Microsoft Semantic Kernel

Microsoft Semantic Kernel Adapter

AgentRuntime implementation backed by Microsoft Semantic Kernel for Java. Semantic Kernel is Microsoft’s enterprise-grade AI orchestration SDK with plugins, memory, and planners. Adding atmosphere-semantic-kernel as a dependency makes @AiEndpoint route streaming chat through an SK ChatCompletionService and makes EmbeddingRuntime use SK’s TextEmbeddingGenerationService.

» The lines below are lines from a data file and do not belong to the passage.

//! Configuration for a solver run
//!
//! Centralized configuration with sensible defaults.

use std::path::PathBuf;

use crate::error::{Result, SolveError};

/// Bytes in a kibibyte
pub const KIB: usize = 1024;

/// Default chunk size each worker reserves per read
pub const DEFAULT_CHUNK_SIZE: usize = 64 * KIB;

/// Configuration for one run over one input file
#[derive(Debug, Clone)]
pub struct SolverConfig {
    /// Measurements file, one `key;value` record per line
    pub input_path: PathBuf,

    /// Number of worker threads competing for chunks
    pub worker_count: usize,

    /// Upper bound, in bytes, of a single reservation. Must be large enough
    /// to hold the longest record including its line terminator.
    pub chunk_size: usize,
}

impl Default for SolverConfig {
    fn default() -> Self {
        Self {
            input_path: PathBuf::from("measurements.txt"),
            worker_count: num_cpus::get(),
            chunk_size: DEFAULT_CHUNK_SIZE,
        }
    }
}

impl SolverConfig {
    /// Create a new config builder
    pub fn builder() -> SolverConfigBuilder {
        SolverConfigBuilder::default()
    }

    /// Reject values no run could succeed with
    pub fn validate(&self) -> Result<()> {
        if self.worker_count == 0 {
            return Err(SolveError::Config("worker_count must be positive".into()));
        }
        if self.chunk_size == 0 {
            return Err(SolveError::Config("chunk_size must be positive".into()));
        }
        Ok(())
    }
}

/// Builder for SolverConfig
#[derive(Default)]
pub struct SolverConfigBuilder {
    config: SolverConfig,
}

impl SolverConfigBuilder {
    /// Set the measurements file
    pub fn input_path(mut self, path: impl Into<PathBuf>) -> Self {
        self.config.input_path = path.into();
        self
    }

    /// Set the number of workers
    pub fn worker_count(mut self, count: usize) -> Self {
        self.config.worker_count = count;
        self
    }

    /// Set the chunk size (in bytes)
    pub fn chunk_size(mut self, size: usize) -> Self {
        self.config.chunk_size = size;
        self
    }

    pub fn build(self) -> SolverConfig {
        self.config
    }
}
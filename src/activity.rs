//! 文件活动追踪
//!
//! 维护 文件路径 → 当前活跃会话条目 的映射。条目超过不活跃窗口后
//! 在每次读取时惰性清除（无后台定时器），避免幽灵会话抬高冲突概率。

use std::collections::{HashMap, HashSet};
use std::path::{Path, PathBuf};

use crate::types::{ActivityKind, SessionToken};

/// 单个并发访问条目
#[derive(Debug, Clone)]
pub struct AccessEntry {
    pub token: SessionToken,
    pub kind: ActivityKind,
    /// 最后活动时间（毫秒时间戳）
    pub last_activity: i64,
}

/// 文件活动追踪器
#[derive(Debug)]
pub struct FileActivityTracker {
    /// 不活跃窗口（毫秒）
    window_ms: i64,
    entries: HashMap<PathBuf, Vec<AccessEntry>>,
    /// 发生过 save 的路径（粘性标记，后续活动不抹掉，
    /// 路径访问状态清空时复位）
    saved_paths: HashSet<PathBuf>,
}

impl FileActivityTracker {
    pub fn new(inactivity_window_secs: u64) -> Self {
        Self {
            window_ms: (inactivity_window_secs as i64) * 1000,
            entries: HashMap::new(),
            saved_paths: HashSet::new(),
        }
    }

    /// 记录活动：open/edit/save 插入或更新条目，close 移除条目
    pub fn record_activity(&mut self, token: &str, path: &Path, kind: ActivityKind, now: i64) {
        self.sweep_path(path, now);

        let entries = self.entries.entry(path.to_path_buf()).or_default();

        if kind == ActivityKind::Close {
            entries.retain(|e| e.token != token);
            if entries.is_empty() {
                self.entries.remove(path);
                self.saved_paths.remove(path);
            }
            return;
        }

        if let Some(entry) = entries.iter_mut().find(|e| e.token == token) {
            entry.kind = kind;
            entry.last_activity = now;
        } else {
            entries.push(AccessEntry {
                token: token.to_string(),
                kind,
                last_activity: now,
            });
        }

        if kind == ActivityKind::Save {
            self.saved_paths.insert(path.to_path_buf());
        }
    }

    /// 路径上除 `excluding` 外的活跃会话，最近活动优先
    pub fn concurrent_sessions_for(
        &mut self,
        path: &Path,
        excluding: Option<&str>,
        now: i64,
    ) -> Vec<AccessEntry> {
        self.sweep_path(path, now);

        let mut result: Vec<AccessEntry> = self
            .entries
            .get(path)
            .map(|entries| {
                entries
                    .iter()
                    .filter(|e| excluding != Some(e.token.as_str()))
                    .cloned()
                    .collect()
            })
            .unwrap_or_default();

        result.sort_by(|a, b| b.last_activity.cmp(&a.last_activity));
        result
    }

    /// 路径上是否发生过 save
    ///
    /// 标记是粘性的：save 后再 edit 不会抹掉保存历史。路径上不再有
    /// 未过期条目时视为访问状态清空，标记随之失效。
    pub fn has_saved(&self, path: &Path, now: i64) -> bool {
        self.saved_paths.contains(path)
            && self
                .entries
                .get(path)
                .map(|entries| entries.iter().any(|e| !self.expired(e, now)))
                .unwrap_or(false)
    }

    /// 释放某会话在所有路径上的占用（注销时）
    pub fn release_session(&mut self, token: &str) {
        let saved_paths = &mut self.saved_paths;
        self.entries.retain(|path, entries| {
            entries.retain(|e| e.token != token);
            if entries.is_empty() {
                saved_paths.remove(path);
                return false;
            }
            true
        });
    }

    /// 当前有未过期条目的路径数（只读，不触发清除）
    pub fn live_path_count(&self, now: i64) -> usize {
        self.entries
            .values()
            .filter(|entries| entries.iter().any(|e| !self.expired(e, now)))
            .count()
    }

    /// 不活跃窗口（毫秒）
    pub fn window_ms(&self) -> i64 {
        self.window_ms
    }

    pub fn clear(&mut self) {
        self.entries.clear();
        self.saved_paths.clear();
    }

    fn expired(&self, entry: &AccessEntry, now: i64) -> bool {
        now - entry.last_activity > self.window_ms
    }

    /// 惰性过期清除
    fn sweep_path(&mut self, path: &Path, now: i64) {
        let window_ms = self.window_ms;
        if let Some(entries) = self.entries.get_mut(path) {
            entries.retain(|e| now - e.last_activity <= window_ms);
            if entries.is_empty() {
                self.entries.remove(path);
                self.saved_paths.remove(path);
            }
        }
    }
}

Semantic Kernel landed as the 7th AgentRuntime in Atmosphere 4.0.36; AgentScope and Spring AI Alibaba (the 8th and 9th) followed in 4.0.42, and the native Anthropic, Cohere, and CrewAI runtimes followed after — twelve runtimes share the SPI today.

Maven Coordinates

<dependency>
    <groupId>org.atmosphere</groupId>
    <artifactId>atmosphere-semantic-kernel</artifactId>
    <version>${project.version}</version>
</dependency>

You will also need Semantic Kernel’s own dependencies (kernel core + the aiservices provider you want, typically OpenAI or Azure OpenAI):

<dependency>
    <groupId>com.microsoft.semantic-kernel</groupId>
    <artifactId>semantickernel-api</artifactId>
    <version>4.0.56</version>
</dependency>
<dependency>
    <groupId>com.microsoft.semantic-kernel</groupId>
    <artifactId>semantickernel-aiservices-openai</artifactId>
    <version>4.0.56</version>
</dependency>

Quick Start

AgentRuntime SPI (auto-detected)

@AiEndpoint(path = "/ai/chat", systemPrompt = "You are a helpful assistant")
public class MyChat {

    @Prompt
    public void onPrompt(String message, StreamingSession session) {
        session.stream(message);  // uses Semantic Kernel via ChatCompletionService
    }
}

Atmosphere auto-detects the atmosphere-semantic-kernel JAR on the classpath and routes through SK when a ChatCompletionService is wired.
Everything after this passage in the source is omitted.